Part of what was most distracting was the stylistics of the movie - as you can see in the photo, this is not a realistic setting or world. A voiceover before the credits, after them, and at the end of the movie repeats the message "this is not a world you would recognize" which of course begs the question of just what is the relationship between that narrative voice and the audience? A question that is never satisfactorily answered - sometimes it seems we are looking at a future world, sometimes an alternate universe. Sometimes even, it seems the world we are allowed a glimpse of belongs to a different kind of universe - a comic book universe, for example - which is the only explanation that also accounts for the episodic nature of the fight scenes and their emphasis on looks over a sense that the character is at risk of losing the fight.
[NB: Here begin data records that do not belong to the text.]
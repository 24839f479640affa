//! Task records.

use serde::{Deserialize, Serialize};

use super::id::TaskId;
use super::status::TaskStatus;

/// A task as stored and returned to clients.
#[derive(Debug, Clone, PartialEq, Eq, Serialize, Deserialize)]
#[cfg_attr(feature = "postgres", derive(sqlx::FromRow))]
pub struct Task {
    /// Unique key; always starts with `t`.
    pub id: TaskId,
    pub title: String,
    pub description: String,
    /// Timestamp string assigned by the store on insert, client-overridable on update.
    pub created_at: String,
    pub status: TaskStatus,
}

/// A task that passed validation and is ready to be inserted.
///
/// `created_at` and `status` are left to the store defaults.
#[derive(Debug, Clone)]
pub struct NewTask {
    pub id: TaskId,
    pub title: String,
    pub description: String,
}
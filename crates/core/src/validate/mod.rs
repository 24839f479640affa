//! Field validators.
//!
//! Pure checks over raw JSON request fields: type, minimum length, first
//! character and the password composition policy. Nothing here touches the
//! store. Handlers evaluate their fields one statement at a time, so the
//! first failing field short-circuits everything after it.

mod password;
pub mod rules;

use serde_json::{Map, Value};
use thiserror::Error;

pub use password::{MAX_PASSWORD_LENGTH, MIN_PASSWORD_LENGTH, validate_password};

/// A JSON request body.
pub type Object = Map<String, Value>;

/// Reasons a field (or a whole request) fails validation.
///
/// Every variant renders as one sentence suitable for a client.
#[derive(Debug, Clone, PartialEq, Eq, Error)]
pub enum ValidationError {
    /// The field is missing or holds the wrong JSON type.
    #[error("'{field}' must be {expected}")]
    WrongType {
        field: &'static str,
        expected: &'static str,
    },

    /// The string is shorter than allowed.
    #[error("'{field}' {}", length_rule(.min))]
    TooShort { field: &'static str, min: usize },

    /// The string does not begin with the required character.
    #[error("'{field}' must start with '{prefix}'")]
    MissingPrefix { field: &'static str, prefix: char },

    /// The password breaks the composition policy.
    #[error(
        "'password' must be {MIN_PASSWORD_LENGTH} to {MAX_PASSWORD_LENGTH} characters long and contain at least one lowercase letter, one uppercase letter, one digit and one special character"
    )]
    WeakPassword,

    /// The request body is not a JSON object.
    #[error("request body must be a JSON object")]
    NotAnObject,

    /// The body could not be parsed as JSON at all.
    #[error("request body is not valid JSON: {0}")]
    MalformedBody(String),

    /// A search was requested without a term.
    #[error("the search term 'q' must not be empty")]
    EmptySearchTerm,
}

#[allow(clippy::trivially_copy_pass_by_ref)]
fn length_rule(min: &usize) -> String {
    match *min {
        1 => "must not be empty".to_owned(),
        n => format!("must be at least {n} characters long"),
    }
}

/// The JSON type a field must carry.
#[derive(Debug, Clone, Copy, PartialEq, Eq)]
pub enum FieldKind {
    /// Any JSON string.
    Text,
    /// A JSON string that also satisfies [`validate_password`].
    Password,
    /// A JSON number holding a whole value that fits in `i32`.
    Integer,
}

impl FieldKind {
    const fn expected(self) -> &'static str {
        match self {
            Self::Text | Self::Password => "a string",
            Self::Integer => "an integer",
        }
    }
}

/// Declarative constraints for a single request field.
///
/// Rules are `const`-constructible so each handler's field list reads as a
/// table:
///
/// ```
/// use taskboard_core::validate::FieldRule;
///
/// const TASK_ID: FieldRule = FieldRule::text("id").min_len(4).prefix('t');
///
/// let body = serde_json::json!({ "id": "t001" });
/// let body = body.as_object().expect("object literal");
/// assert_eq!(TASK_ID.required_text(body), Ok("t001"));
/// ```
#[derive(Debug, Clone, Copy, PartialEq, Eq)]
pub struct FieldRule {
    pub field: &'static str,
    pub kind: FieldKind,
    pub min_len: Option<usize>,
    pub prefix: Option<char>,
}

impl FieldRule {
    /// A string field with no further constraints.
    #[must_use]
    pub const fn text(field: &'static str) -> Self {
        Self {
            field,
            kind: FieldKind::Text,
            min_len: None,
            prefix: None,
        }
    }

    /// A string field checked against the password policy.
    #[must_use]
    pub const fn password(field: &'static str) -> Self {
        Self {
            kind: FieldKind::Password,
            ..Self::text(field)
        }
    }

    /// A whole-number field.
    #[must_use]
    pub const fn integer(field: &'static str) -> Self {
        Self {
            kind: FieldKind::Integer,
            ..Self::text(field)
        }
    }

    /// Require at least `min` characters.
    #[must_use]
    pub const fn min_len(mut self, min: usize) -> Self {
        self.min_len = Some(min);
        self
    }

    /// Require the first character to equal `prefix`.
    #[must_use]
    pub const fn prefix(mut self, prefix: char) -> Self {
        self.prefix = Some(prefix);
        self
    }

    const fn wrong_type(&self) -> ValidationError {
        ValidationError::WrongType {
            field: self.field,
            expected: self.kind.expected(),
        }
    }

    /// Check a raw value against this rule. An absent value fails the type check.
    ///
    /// # Errors
    ///
    /// Returns the first constraint the value breaks, checked in the order
    /// type, length, prefix, password policy.
    pub fn check(&self, value: Option<&Value>) -> Result<(), ValidationError> {
        match self.kind {
            FieldKind::Integer => {
                as_i32(value).ok_or_else(|| self.wrong_type())?;
                Ok(())
            }
            FieldKind::Text | FieldKind::Password => {
                let s = value
                    .and_then(Value::as_str)
                    .ok_or_else(|| self.wrong_type())?;

                if let Some(min) = self.min_len
                    && s.chars().count() < min
                {
                    return Err(ValidationError::TooShort {
                        field: self.field,
                        min,
                    });
                }

                if let Some(prefix) = self.prefix
                    && s.chars().next() != Some(prefix)
                {
                    return Err(ValidationError::MissingPrefix {
                        field: self.field,
                        prefix,
                    });
                }

                if self.kind == FieldKind::Password {
                    validate_password(s)?;
                }

                Ok(())
            }
        }
    }

    /// Validate a required string field of `body` and return it.
    ///
    /// # Errors
    ///
    /// See [`FieldRule::check`].
    pub fn required_text<'a>(&self, body: &'a Object) -> Result<&'a str, ValidationError> {
        let value = body.get(self.field);
        self.check(value)?;
        value.and_then(Value::as_str).ok_or_else(|| self.wrong_type())
    }

    /// Validate an optional string field; absent or `null` yields `None`.
    ///
    /// # Errors
    ///
    /// See [`FieldRule::check`].
    pub fn optional_text<'a>(&self, body: &'a Object) -> Result<Option<&'a str>, ValidationError> {
        match supplied(body, self.field) {
            None => Ok(None),
            Some(_) => self.required_text(body).map(Some),
        }
    }

    /// Validate an optional integer field; absent or `null` yields `None`.
    ///
    /// # Errors
    ///
    /// See [`FieldRule::check`].
    pub fn optional_integer(&self, body: &Object) -> Result<Option<i32>, ValidationError> {
        match supplied(body, self.field) {
            None => Ok(None),
            Some(value) => {
                self.check(Some(value))?;
                as_i32(Some(value)).map(Some).ok_or_else(|| self.wrong_type())
            }
        }
    }
}

/// Returns the field's value unless it is absent or JSON `null`.
fn supplied<'a>(body: &'a Object, field: &str) -> Option<&'a Value> {
    body.get(field).filter(|v| !v.is_null())
}

fn as_i32(value: Option<&Value>) -> Option<i32> {
    let value = value?;
    if let Some(n) = value.as_i64() {
        return i32::try_from(n).ok();
    }
    // Accept `1.0` the way a JSON client would mean it, but not `1.5`.
    let f = value.as_f64()?;
    #[allow(clippy::cast_possible_truncation)] // range and fraction are checked first
    let truncated = f as i32;
    (f.fract() == 0.0 && f >= f64::from(i32::MIN) && f <= f64::from(i32::MAX)).then_some(truncated)
}

/// Interpret a parsed request body as a JSON object.
///
/// # Errors
///
/// Returns `ValidationError::NotAnObject` for arrays, scalars and `null`.
pub fn into_object(body: Value) -> Result<Object, ValidationError> {
    match body {
        Value::Object(map) => Ok(map),
        _ => Err(ValidationError::NotAnObject),
    }
}

#[cfg(test)]
#[allow(clippy::unwrap_used)]
mod tests {
    use serde_json::json;

    use super::*;

    fn obj(v: Value) -> Object {
        into_object(v).unwrap()
    }

    #[test]
    fn test_text_rejects_missing_and_non_strings() {
        let rule = FieldRule::text("name");
        assert!(matches!(
            rule.required_text(&obj(json!({}))),
            Err(ValidationError::WrongType { field: "name", .. })
        ));
        assert!(matches!(
            rule.required_text(&obj(json!({ "name": 42 }))),
            Err(ValidationError::WrongType { .. })
        ));
        assert!(matches!(
            rule.required_text(&obj(json!({ "name": null }))),
            Err(ValidationError::WrongType { .. })
        ));
    }

    #[test]
    fn test_min_len_counts_characters() {
        let rule = FieldRule::text("name").min_len(4);
        assert_eq!(
            rule.required_text(&obj(json!({ "name": "abc" }))),
            Err(ValidationError::TooShort {
                field: "name",
                min: 4
            })
        );
        // Four characters, eight bytes.
        assert_eq!(rule.required_text(&obj(json!({ "name": "éééé" }))), Ok("éééé"));
    }

    #[test]
    fn test_length_checked_before_prefix() {
        let rule = FieldRule::text("id").min_len(4).prefix('t');
        assert!(matches!(
            rule.required_text(&obj(json!({ "id": "ab" }))),
            Err(ValidationError::TooShort { .. })
        ));
        assert_eq!(
            rule.required_text(&obj(json!({ "id": "abc1" }))),
            Err(ValidationError::MissingPrefix {
                field: "id",
                prefix: 't'
            })
        );
    }

    #[test]
    fn test_password_rule_applies_policy() {
        let rule = FieldRule::password("password");
        assert_eq!(
            rule.required_text(&obj(json!({ "password": "Abcdefg1!" }))),
            Ok("Abcdefg1!")
        );
        assert_eq!(
            rule.required_text(&obj(json!({ "password": "abcdefgh" }))),
            Err(ValidationError::WeakPassword)
        );
    }

    #[test]
    fn test_optional_fields_absent_or_null() {
        let rule = FieldRule::text("title").min_len(2);
        assert_eq!(rule.optional_text(&obj(json!({}))), Ok(None));
        assert_eq!(rule.optional_text(&obj(json!({ "title": null }))), Ok(None));
        assert!(rule.optional_text(&obj(json!({ "title": "x" }))).is_err());
    }

    #[test]
    fn test_optional_integer() {
        let rule = FieldRule::integer("status");
        assert_eq!(rule.optional_integer(&obj(json!({}))), Ok(None));
        assert_eq!(rule.optional_integer(&obj(json!({ "status": 0 }))), Ok(Some(0)));
        assert_eq!(rule.optional_integer(&obj(json!({ "status": 1.0 }))), Ok(Some(1)));
        assert!(rule.optional_integer(&obj(json!({ "status": 1.5 }))).is_err());
        assert!(rule.optional_integer(&obj(json!({ "status": "1" }))).is_err());
        assert!(
            rule.optional_integer(&obj(json!({ "status": 9_999_999_999_i64 })))
                .is_err()
        );
    }

    #[test]
    fn test_into_object_rejects_non_objects() {
        assert_eq!(into_object(json!([1, 2])), Err(ValidationError::NotAnObject));
        assert_eq!(into_object(json!("x")), Err(ValidationError::NotAnObject));
    }

    #[test]
    fn test_error_messages() {
        let err = ValidationError::TooShort {
            field: "name",
            min: 4,
        };
        assert_eq!(err.to_string(), "'name' must be at least 4 characters long");

        let err = ValidationError::TooShort {
            field: "title",
            min: 1,
        };
        assert_eq!(err.to_string(), "'title' must not be empty");

        let err = ValidationError::MissingPrefix {
            field: "id",
            prefix: 't',
        };
        assert_eq!(err.to_string(), "'id' must start with 't'");
    }
}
The movie is "anti-Kill Bill", as one intelligent person described it.

A thoroughly different take on vampires is Lifeforce, based on the novel Space Vampires, which pretty much says it all. It's also rather bloodless, like Ultraviolet but in this case, it's because the space vampires don't survive on blood, but on life energy, which leaves their victims looking like mummies until they manage to steal away someone else's life energy and so on. It's a cheesy, but fun movie, with some bad acting and bad sets, but a convolutedly fun sense of its own marginal position between horror and space opera.

Now, a horror movie that took itself a bit more seriously, and mostly convinced me of its sincerity as a horror movie was Creep. I do have a soft spot for stories that take place in the London Underground, so that kept me going through some of the rougher spots. There was one scene that was really implausible, and the main character sometimes had very little sense, though at other times, she showed a great deal of foresight - she was inconsistent, but you're set up to think her so when she teases a fellow partygoer, then blows him off for the chance to meet George Clooney. Franka Potente does a lot of running in this movie too, in fact, I think I've only ever really seen her act like a runner. The director, in commentary said that he tried to make the audience feel sorry for the 'creep' of the title, though I never really felt much sorrow for him - he was a pitiable character, but I did think he got what was coming to him, whether he was aware that what he was doing was wrong or not. Even though it failed in a few places, it was the kind of movie that stayed with me for a day, and not in the bad I-can't-figure-it-out way that Ultraviolet did, but in a interesting-how-they-did-that kind of way.

1 comment:

thirdworstpoetinthegalaxy said...

I don't think anyone will ever top Nosferatu, though Ultraviolet sounds a little like 28 Days Later (blood disease). The "vampire" of Ultraviolet don't sound as ruthlessly evil as the mummy-esque "infected" from 28 Days, however.

May have to look into the Clooney flick.

But this reminds me: back in July, I saw a rather peculiar man on the train. He had a long blond rat tail peering out from a skull-laden bandana. A walking cane with a skull grip. One eye completely glazed over; skin so pale, you could almost see the blood swimming through it. His clothes were entirely black, and people went out of their way to NOT look at him (I may have been the only one to make eye contact). The funny part: midway through our train ride, he whipped out a cell phone, called a friend (the train was COMPLETELY silent), and proceeded to speak in an extremely clear, articulate manner. His manner-of-speech was very down to earth, even as he asked his friend if s/he wanted to "get crazy" that night.

The point of my story: I heard that same man on a radio station this morning; he admitted to drinking human blood (though he doesn't bite unwitting victims), and openly confessed to fancying himself a vampire.

His name? Ron Fitzgerald, of course.